Jeder Sch├╝ler sah ihn erwartungsvoll an, als er seinen Platz vor dem Klassenzimmer einnahm, seine B├╝cher aufgeschlagen, bereit zu lernen. Er sagte ihnen allen, sie sollten die n├Ąchsten drei Kapitel lesen, und sie taten es sofort. Au├čer Ellie, die vor ihr steht, als sie aufsteht und sich an ihren Schreibtisch setzt.
Ellie war eine s├╝├če kleine Br├╝nette mit langen schwarzen Haaren, die ihr ├╝ber den R├╝cken hingen; braune Augen, die unschuldig und voller Neugier aussehen; Volle Lippen f├╝r John ohne Ende der geilen Fantasien. Dann war da noch der K├Ârper, der John verr├╝ckt machte. Er war ein zierliches kleines Ding mit einem Gewicht von weniger als hundert Pfund. Ihre Br├╝ste waren klein, vielleicht K├Ârbchengr├Â├če B, aber das war von einem Neuling zu erwarten. Sein K├Ârper war schlank, mit einem flachen Bauch, den er normalerweise bedeckte, und einem im Entstehen begriffenen Hinterteil.
Jetzt, w├Ąhrend alle anderen lernten, stand Ellie vor John und packte den Saum ihres Shirts und zog es sich ├╝ber den Kopf, bevor sie es zu Boden warf. Ihre frechen Br├╝ste kamen zum Vorschein und Johns Schwanz richtete sich sofort auf. Kein BH, fragte sie l├Ąchelnd und Ellie nickte. Meine Schwester hat mir gesagt, dass sie es lieben, die Brustwarzen von M├Ąnnern durch ihr Hemd zu sehen. Deine Schwester hatte recht, sagte John, als Ellie sich vor ihn kniete.

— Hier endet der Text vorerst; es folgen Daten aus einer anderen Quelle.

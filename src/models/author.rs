//! Author model

use chrono::{DateTime, Utc};
use serde::{Deserialize, Serialize};

/// A catalog author. Deleting an author deletes their books.
#[derive(Debug, Clone, Serialize, Deserialize)]
pub struct Author {
    pub id: i64,
    /// Cleaned (HTML-escaped) name
    pub name: String,
    pub created_at: DateTime<Utc>,
}

/// Author row annotated with the number of books they own
#[derive(Debug, Clone, Serialize, Deserialize)]
pub struct AuthorWithCount {
    #[serde(flatten)]
    pub author: Author,
    pub book_count: i64,
}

Er griff nach ihrem Rei├čverschluss und zog ihn herunter, wodurch er seine heftige Erektion loslie├č. John fand es toll, dass seine neue F├Ąhigkeit unbegrenzte Ausdauer mit sich bringt. Es war egal, dass er heute schon drei Orgasmen hatte, sein Schwanz war hart und seine Eier waren voll. Ellie ├Âffnete ihre Augen weit und schlang ihre H├Ąnde um sie. Es ist riesig, sagte sie, als sie anfing, ihn zu streicheln.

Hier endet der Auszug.